Now clearly $\Bbb Q$ is a field, and $\sqrt[3]{2}$ is algebraic over $\Bbb Q$ (it is a root of $p(x) = x^3 - 2 \in \Bbb Q[x]$), and we have $7 + \sqrt[3]{2} \in \Bbb Q[\sqrt[3]{2}]$. Hence if $\dim_{\Bbb Q}(\Bbb Q[\sqrt[3]{2}]) = k$, we have that:

$\{1, 7 + \sqrt[3]{2},(7 + \sqrt[3]{2})^2,\dots,(7 + \sqrt[3]{2})^k\}$ must be a $\Bbb Q$-linearly dependent set, that is, there exist:

$c_0,c_1,\dots,c_k \in \Bbb Q$ not all $0$ such that:

$c_0 + c_1(7 + \sqrt[3]{2}) + c_2(7 + \sqrt[3]{2})^2 + \cdots + c_k(7 + \sqrt[3]{2})^k = 0$.

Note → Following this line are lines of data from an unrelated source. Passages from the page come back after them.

//! Render-ready values published by the tracker

use crate::orbital::{GeodeticSample, TimeBasis};
use crate::tle::{Classification, OrbitalElementSet};
use serde::Serialize;

/// Where one cataloged object is at the current tick
#[derive(Clone, Debug, PartialEq, Serialize)]
pub struct TrackedObjectPosition {
    pub name: String,
    pub classification: Classification,
    /// Degrees, [-90, 90]
    pub latitude: f64,
    /// Degrees, [-180, 180]
    pub longitude: f64,
    /// km above the WGS-84 ellipsoid
    pub altitude: f64,
    /// km/s
    pub speed: f64,
    /// Time basis shared by every position of the same tick
    pub epoch: TimeBasis,
}

impl TrackedObjectPosition {
    pub fn new(set: &OrbitalElementSet, sample: GeodeticSample) -> Self {
        Self {
            name: set.name.clone(),
            classification: set.classification,
            latitude: sample.latitude,
            longitude: sample.longitude,
            altitude: sample.altitude,
            speed: sample.speed,
            epoch: sample.basis,
        }
    }
}

#[derive(Clone, Copy, Debug, PartialEq, Serialize)]
pub struct GeoPoint {
    pub latitude: f64,
    pub longitude: f64,
    pub altitude: f64,
}

impl From<&GeodeticSample> for GeoPoint {
    fn from(sample: &GeodeticSample) -> Self {
        Self {
            latitude: sample.latitude,
            longitude: sample.longitude,
            altitude: sample.altitude,
        }
    }
}

/// Closed ring covering one orbital period of the selected object
#[derive(Clone, Debug, PartialEq, Serialize)]
pub struct OrbitPath {
    pub name: String,
    pub points: Vec<GeoPoint>,
    pub color: &'static str,
    pub period_minutes: f64,
}

impl OrbitPath {
    pub fn is_closed(&self) -> bool {
        matches!((self.points.first(), self.points.last()), (Some(a), Some(b)) if a == b)
    }
}

#[derive(Clone, Debug, PartialEq, Serialize)]
pub struct SelectedTelemetry {
    pub position: TrackedObjectPosition,
    /// Carried over from an earlier tick because this tick's propagation failed
    pub stale: bool,
}

#[derive(Clone, Copy, Debug, PartialEq, Eq, Serialize)]
#[serde(rename_all = "snake_case")]
pub enum TrackingStatus {
    AwaitingCatalog,
    Tracking,
    /// Catalog loaded but holds no usable element sets
    NoObjectsAvailable,
}

/// Everything the visualization surface needs for one tick
#[derive(Clone, Debug, Serialize)]
pub struct TrackingSnapshot {
    pub status: TrackingStatus,
    pub tick: u64,
    pub basis: Option<TimeBasis>,
    pub positions: Vec<TrackedObjectPosition>,
    pub selection: Option<String>,
    pub telemetry: Option<SelectedTelemetry>,
    pub orbit_path: Option<OrbitPath>,
}

impl TrackingSnapshot {
    pub fn with_status(status: TrackingStatus, tick: u64) -> Self {
        Self {
            status,
            tick,
            basis: None,
            positions: Vec::new(),
            selection: None,
            telemetry: None,
            orbit_path: None,
        }
    }
}
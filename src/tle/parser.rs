//! TLE parsing utilities

use crate::tle::types::{Classification, OrbitalElementSet, TleRecord};
use anyhow::{Context, Result, anyhow};
use chrono::{DateTime, Utc};
use tracing::warn;

/// Parse TLE epoch from line 1 to UTC DateTime
pub fn parse_tle_epoch_to_utc(line1: &str) -> Option<DateTime<Utc>> {
    // TLE line1 epoch fields (columns 19–32, 1-based; 18..32 0-based)
    let s = line1.get(18..32)?;
    let mut parts = s.trim().split('.');
    let yyddd = parts.next()?;
    let frac = parts.next().unwrap_or("0");
    if yyddd.len() < 3 {
        return None;
    }
    let (yy_str, ddd_str) = yyddd.split_at(2);
    let yy: i32 = yy_str.parse().ok()?;
    let ddd: i64 = ddd_str.parse().ok()?;
    let year = if yy >= 57 { 1900 + yy } else { 2000 + yy };
    let jan1 = chrono::NaiveDate::from_ymd_opt(year, 1, 1)?;
    let date = jan1.checked_add_signed(chrono::Duration::days(ddd - 1))?;
    let frac_day: f64 = format!("0.{frac}").parse().ok()?;
    let nanos = (frac_day * 86_400.0 * 1e9).round() as i64;
    let ndt = date.and_hms_opt(0, 0, 0)? + chrono::Duration::nanoseconds(nanos);
    Some(DateTime::<Utc>::from_naive_utc_and_offset(ndt, Utc))
}

/// TLE checksum: digit sum plus one per minus sign over the first 68 columns, mod 10
pub fn tle_checksum(line: &str) -> u8 {
    let sum: u32 = line
        .bytes()
        .take(68)
        .map(|b| match b {
            b'0'..=b'9' => u32::from(b - b'0'),
            b'-' => 1,
            _ => 0,
        })
        .sum();
    (sum % 10) as u8
}

fn clean_line(raw: &str) -> &str {
    raw.trim_matches(|c| c == '\u{feff}' || c == '\r' || c == '\n' || c == ' ')
}

/// Split a text payload of stacked element records into raw records.
///
/// Accepts both 3-line (name + two element lines) and bare 2-line records,
/// tolerating BOMs, CRLF endings and blank lines. Lines that belong to no
/// record are skipped.
pub fn split_records(body: &str) -> Vec<TleRecord> {
    let lines: Vec<&str> = body
        .lines()
        .map(clean_line)
        .filter(|l| !l.is_empty())
        .collect();

    let mut records = Vec::new();
    let mut i = 0;
    while i < lines.len() {
        if i + 1 < lines.len() && lines[i].starts_with("1 ") && lines[i + 1].starts_with("2 ") {
            // Name line immediately before, if it is not an element line itself
            let name = (i > 0 && !lines[i - 1].starts_with("1 ") && !lines[i - 1].starts_with("2 "))
                .then(|| lines[i - 1].to_string());
            records.push(TleRecord {
                name,
                line1: lines[i].to_string(),
                line2: lines[i + 1].to_string(),
            });
            i += 2;
        } else {
            i += 1;
        }
    }
    records
}

/// Parse one raw record into an element set ready for propagation
pub fn parse_record(
    record: &TleRecord,
    classification: Classification,
    group: &str,
) -> Result<OrbitalElementSet> {
    let elements = sgp4::Elements::from_tle(
        record.name.clone(),
        record.line1.as_bytes(),
        record.line2.as_bytes(),
    )
    .map_err(|e| anyhow!("elements error: {e}"))?;
    let constants =
        sgp4::Constants::from_elements(&elements).map_err(|e| anyhow!("constants error: {e}"))?;
    let epoch_utc = parse_tle_epoch_to_utc(&record.line1).context("unreadable epoch")?;
    let name = record
        .name
        .clone()
        .unwrap_or_else(|| format!("NORAD {}", elements.norad_id));

    Ok(OrbitalElementSet {
        name,
        classification,
        group: group.to_string(),
        norad_id: elements.norad_id,
        line1: record.line1.clone(),
        line2: record.line2.clone(),
        epoch_utc,
        elements,
        constants,
    })
}

/// Parse a payload into element sets, dropping (and logging) any record that fails
pub fn parse_catalog_text(
    body: &str,
    classification: Classification,
    group: &str,
) -> Vec<OrbitalElementSet> {
    split_records(body)
        .iter()
        .filter_map(|record| {
            parse_record(record, classification, group)
                .with_context(|| {
                    format!(
                        "record {}",
                        record.name.as_deref().unwrap_or(record.line1.as_str())
                    )
                })
                .map_err(|e| warn!("[TLE PARSE] group={} dropped: {:#}", group, e))
                .ok()
        })
        .collect()
}

#[cfg(test)]
mod tests {
    use super::*;

    const ISS: &str = "ISS (ZARYA)
1 25544U 98067A   24226.56250000  .00007211  00000-0  13379-3 0  9991
2 25544  51.6422 266.4643 0007888 121.4429 238.6624 15.49494792423450
";

    #[test]
    fn test_parse_tle_epoch() {
        let line1 = "1 25544U 98067A   08264.51782528 -.00002182  00000-0 -11606-4 0  2927";
        let epoch = parse_tle_epoch_to_utc(line1).unwrap();
        assert_eq!(epoch.format("%Y-%m-%d").to_string(), "2008-09-20");

        assert!(parse_tle_epoch_to_utc("too short").is_none());
    }

    #[test]
    fn test_tle_checksum_known_lines() {
        let line1 = "1 25544U 98067A   08264.51782528 -.00002182  00000-0 -11606-4 0  2927";
        let line2 = "2 25544  51.6416 247.4627 0006703 130.5360 325.0288 15.72125391563537";
        assert_eq!(tle_checksum(line1), 7);
        assert_eq!(tle_checksum(line2), 7);
    }

    #[test]
    fn test_split_records_with_crlf_and_bom() {
        let body = format!("\u{feff}{}", ISS.replace('\n', "\r\n"));
        let records = split_records(&body);
        assert_eq!(records.len(), 1);
        assert_eq!(records[0].name.as_deref(), Some("ISS (ZARYA)"));
        assert!(records[0].line1.starts_with("1 25544"));
    }

    #[test]
    fn test_split_records_without_name_line() {
        let body = ISS.lines().skip(1).collect::<Vec<_>>().join("\n");
        let records = split_records(&body);
        assert_eq!(records.len(), 1);
        assert_eq!(records[0].name, None);
    }

    #[test]
    fn test_parse_catalog_text_drops_bad_records() {
        let corrupted = ISS.replace(" 51.6422 ", " 51.64X2 ");
        let body = format!("{ISS}{corrupted}");
        let sets = parse_catalog_text(&body, Classification::Station, "stations");
        assert_eq!(sets.len(), 1);
        assert_eq!(sets[0].name, "ISS (ZARYA)");
        assert_eq!(sets[0].norad_id, 25544);
        assert_eq!(sets[0].group, "stations");
    }

    #[test]
    fn test_parse_record_unnamed_gets_norad_label() {
        let record = split_records(ISS).remove(0);
        let record = TleRecord {
            name: None,
            ..record
        };
        let set = parse_record(&record, Classification::Station, "stations").unwrap();
        assert_eq!(set.name, "NORAD 25544");
    }

    #[test]
    fn test_period_from_mean_motion() {
        let set = parse_catalog_text(ISS, Classification::Station, "stations").remove(0);
        let period = set.period_minutes().unwrap();
        assert!((period - 1440.0 / 15.49494792).abs() < 1e-6, "period {}", period);
    }
}
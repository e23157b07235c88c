//! Orbital mechanics module
//!
//! This module handles orbital calculations, coordinate transformations,
//! and the per-tick time basis for satellite propagation.

pub mod coordinates;
pub mod propagation;
pub mod time;

pub use coordinates::{Geodetic, eci_to_ecef_km, eci_to_geodetic, ecef_to_geodetic, gmst_rad};
pub use propagation::{
    GeodeticSample, InertialState, PropagationAdapter, Propagator, Sgp4Propagator,
    minutes_since_epoch,
};
pub use time::TimeBasis;
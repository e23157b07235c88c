//! TLE (Two-Line Element) data management module
//!
//! This module handles TLE fetching, parsing, the embedded fallback snapshot,
//! and assembly of the orbital element catalog from external sources like
//! Celestrak.

pub mod fallback;
pub mod fetcher;
pub mod loader;
pub mod parser;
pub mod types;

pub use fetcher::{CelestrakFetcher, CelestrakGroup, GroupSource};
pub use loader::CatalogLoader;
pub use types::{Catalog, CatalogSource, Classification, OrbitalElementSet, TleRecord};
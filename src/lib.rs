//! Live satellite tracking engine
//!
//! Loads a catalog of two-line element sets (live from CelesTrak, or an
//! embedded snapshot), propagates every object once per tick with SGP4, and
//! publishes geodetic positions plus the selected object's orbit ring.

pub mod config;
pub mod orbital;
pub mod tle;
pub mod tracking;

pub use config::TrackerConfig;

So, if $q(x) = c_0 + c_1x + c_2x^2 + \cdots + c_kx^k$, evidently $q(7 + \sqrt[3]{2}) = 0$, so $7 + \sqrt[3]{2}$ is algebraic.

(Note that this "miraculously" produces our desired result, without actually finding the polynomial we want).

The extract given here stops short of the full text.